Олеся шла запутанными больничными переходами. На восьмом этаже больницы лежала ее бабушка, чтобы до нее добраться, необходимо было найти лифт. Треклятый агрегат прятался где-то недалеко, но...
-Девушка, извините, пожалуйста, вы не подскажете, где находится лифт? - прервал ее мысли мягкий мужской голос.
-Сама ищу, -- улыбнулась Олеся.
-Давайте вместе искать, - преложил молодой человек. -- Вы знаете, у вас такая замечательная улыбка, - продолжил он, пристраиваясь рядом. - Обаятельная, светлая, как у солнышка! И такие лучистые глаза!.. Я еще там, в гардеробе, заметил...
Молодой человек болтал без умолку, Олеся успевала только улыбаться. На спутника она не смотрела, мельком заметив тонкий римский нос и куцую бородку. "Это несерьезно", - подумала Олеся, входя в лифт, и стала ждать, когда он поднимется.
-Вам на какой? - поинтересовался молодой человек.
-На восьмой.
-А мне на девятый, - чему-то обрадовался незнакомец и вышел вместе с Олесей. И еще полчаса говорил под дверями отделения о чем-то, размахивая руками. Девушка переминалась с ноги на ногу, улыбалась, вызывая все новые восторги, иногда окидывала взглядом небольшую ладную фигуру мужчины. "Если бы не сутулился, из него можно было бы слепить что-нибудь интересное", - пришло ей в голову, и она неожиданно дала незнакомцу телефон мастерской.
Недели через две, когда Олеся стояла посреди мастерской и вспоминала, куда она спрятала пасту гои, затренькал телефонный аппарат.
"Наверняка тот, из больницы, - подумалось Олесе. - Среди моих друзей никто не осмелился бы звонить мне в разгар работы!". Так и оказалось. Давешний незнакомец долго рассыпался в извилистых извинениях, затем рассказывал, как он счастлив ее слышать, какой у нее голос, не менее замечательный, чем глаза и улыбка, это он понял еще тогда, в больнице, но подзабыл, а теперь вспомнил, и... Через полчаса восторженной болтовни, прерываемой ее редкими репликами, Олеся поняла, что с ней хотят еще раз увидеться.
-Хорошо-хорошо, - произнесла она быстро, чтобы еще раз не выслушивать о глазах и улыбках. - Когда и где?.. Ладно, договорились.

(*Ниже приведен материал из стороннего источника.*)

//! Turns one month's observation table into [`WeatherRecord`]s.
//!
//! The table has two header rows, then one row per day. The site pads the end of
//! a month (or the not-yet-observed days of the current month) with rows that have
//! no day number, no readings or no wind direction; the first such row ends the page.

use crate::domain::direction::bearing_for;
use crate::domain::model::{PageKey, RawTable, RawTableRow, WeatherRecord};
use crate::utils::error::{EtlError, Result};
use chrono::NaiveDate;

/// Group label rows at the top of `table.data2_s`.
pub const HEADER_ROWS: usize = 2;

/// Leading columns that may carry a " )" footnote mark.
pub const FOOTNOTE_COLUMNS: usize = 15;

/// Highest column index read from a data row is 16 (日照時間).
const MIN_DATA_CELLS: usize = 17;

const COL_DAY: usize = 0;
const COL_LOCAL_PRESSURE: usize = 1;
const COL_SEA_LEVEL_PRESSURE: usize = 2;
const COL_PRECIPITATION: usize = 3;
const COL_MEAN_TEMPERATURE: usize = 6;
const COL_MAX_TEMPERATURE: usize = 7;
const COL_MIN_TEMPERATURE: usize = 8;
const COL_HUMIDITY: usize = 9;
const COL_MEAN_WIND_SPEED: usize = 11;
const COL_MAX_WIND_SPEED: usize = 12;
const COL_MAX_WIND_DIRECTION: usize = 13;
const COL_SUNSHINE: usize = 16;

/// Why extraction of a page stopped. `row` is the index into `RawTable::rows`.
#[derive(Debug, Clone, PartialEq, Eq)]
pub enum PageEnd {
    /// Every row was consumed.
    TableExhausted,
    /// The day-of-month cell was empty.
    EmptyDay { row: usize },
    /// The local pressure cell was empty.
    MissingObservations { row: usize },
    /// The wind direction was not one of the sixteen compass labels.
    UnmappedDirection { row: usize, label: Option<String> },
}

#[derive(Debug, Clone, PartialEq)]
pub struct PageExtraction {
    pub records: Vec<WeatherRecord>,
    pub end: PageEnd,
}

enum RowOutcome {
    Record(WeatherRecord),
    End(PageEnd),
}

/// Drops a trailing footnote mark: when `text` ends with `)` the last two characters go.
pub fn strip_footnote(text: &str) -> &str {
    if !text.ends_with(')') {
        return text;
    }
    match text.char_indices().rev().nth(1) {
        Some((idx, _)) => &text[..idx],
        None => "",
    }
}

pub fn extract_page(key: PageKey, table: &RawTable) -> Result<PageExtraction> {
    let mut records = Vec::new();

    for (index, row) in table.rows.iter().enumerate().skip(HEADER_ROWS) {
        if row.is_empty() {
            continue;
        }
        match extract_row(key, index, row)? {
            RowOutcome::Record(record) => records.push(record),
            RowOutcome::End(end) => return Ok(PageExtraction { records, end }),
        }
    }

    Ok(PageExtraction {
        records,
        end: PageEnd::TableExhausted,
    })
}

fn extract_row(key: PageKey, index: usize, row: &RawTableRow) -> Result<RowOutcome> {
    if row.cell(COL_DAY).is_none() {
        return Ok(RowOutcome::End(PageEnd::EmptyDay { row: index }));
    }
    if row.len() < MIN_DATA_CELLS {
        return Err(EtlError::page_structure(
            key.year,
            key.month,
            format!(
                "row {} has {} cells, expected at least {}",
                index,
                row.len(),
                MIN_DATA_CELLS
            ),
        ));
    }
    if row.cell(COL_LOCAL_PRESSURE).is_none() {
        return Ok(RowOutcome::End(PageEnd::MissingObservations { row: index }));
    }

    let cells: Vec<Option<&str>> = row
        .cells
        .iter()
        .enumerate()
        .map(|(col, cell)| {
            let text = cell.as_deref();
            if col < FOOTNOTE_COLUMNS {
                text.map(strip_footnote)
            } else {
                text
            }
        })
        .collect();
    let text = |col: usize| cells[col].unwrap_or_default().to_string();

    let date = record_date(key, index, cells[COL_DAY].unwrap_or_default())?;

    let label = cells[COL_MAX_WIND_DIRECTION];
    let Some(direction) = label.and_then(bearing_for) else {
        return Ok(RowOutcome::End(PageEnd::UnmappedDirection {
            row: index,
            label: label.map(str::to_string),
        }));
    };

    Ok(RowOutcome::Record(WeatherRecord {
        date,
        local_pressure: text(COL_LOCAL_PRESSURE),
        sea_level_pressure: text(COL_SEA_LEVEL_PRESSURE),
        precipitation: text(COL_PRECIPITATION),
        mean_temperature: text(COL_MEAN_TEMPERATURE),
        max_temperature: text(COL_MAX_TEMPERATURE),
        min_temperature: text(COL_MIN_TEMPERATURE),
        humidity: text(COL_HUMIDITY),
        mean_wind_speed: text(COL_MEAN_WIND_SPEED),
        max_wind_speed: text(COL_MAX_WIND_SPEED),
        max_wind_direction: direction,
        sunshine_duration: text(COL_SUNSHINE),
    }))
}

fn record_date(key: PageKey, index: usize, day_text: &str) -> Result<NaiveDate> {
    let day: u32 = day_text.trim().parse().map_err(|_| {
        EtlError::page_structure(
            key.year,
            key.month,
            format!("row {} has a non-numeric day '{}'", index, day_text),
        )
    })?;
    NaiveDate::from_ymd_opt(key.year, key.month, day).ok_or_else(|| {
        EtlError::page_structure(
            key.year,
            key.month,
            format!("row {} has day {} which is not in the month", index, day),
        )
    })
}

Она бросила трубку и вернулась к станку, но рабочее настроение уже исчезло. Незамысловато выругавшись в адрес восторженного молодого человека, имя которого ей так и не довелось узнать, Олеся прошла к столу и села в кресло.
Мастерская ее была большой, светлой, стены она собственноручно выкрасила в эстетский светло-сиреневый цвет. На стеллажах и тумбах вдоль стен стояла готовая скульптура, бронзовая, гипсовая, шамотная; много восковок. Центр мастерской занимали станки с начатыми работами. Под центральным из трех окон помещался столик, за которым скульпторша иногда, чтобы собраться с мыслями, пила кофе. Ближе к последнему от дверей окну, около стола с инструментами, стояла почти готовая статуя, высотой сантиметров сорок. Ее оставалось только отполировать, но паста гои исчезла, как, впрочем, и вдохновение.
"Так всегда", - печально заключила Олеся и стала собираться. Майский день шел к вечеру, солнце склонялось к закату.
Олеся тщательно вымыла руки - стиральным порошком, хорошенько натерла их кремом; переоделась, бросила прощальный взгляд на золотистого Аполлона, вышла и заперла дверь.
Встреча состоялась, хотя Олеся с трудом узнала больничного знакомца: в тот раз она на него почти не смотрела, помнила только общее брезгливое ощущение от его сутулости. "Так коверкать прекрасное тело", - думала она и теперь, прогуливаясь с телом по аллеям Юсуповского садика. Лица она вновь не запомнила. Слушала вполуха, поддакивая и кивая, и улыбаясь, и даже смеясь, где нужно. Нравится он ей или нет, Олеся не смогла определить.
Он же откровенно восторгался девушкой, чем в высшей степени утомил ее.
-Звоните как-нибудь, - сказала она на прощанье и скорее сбежала домой.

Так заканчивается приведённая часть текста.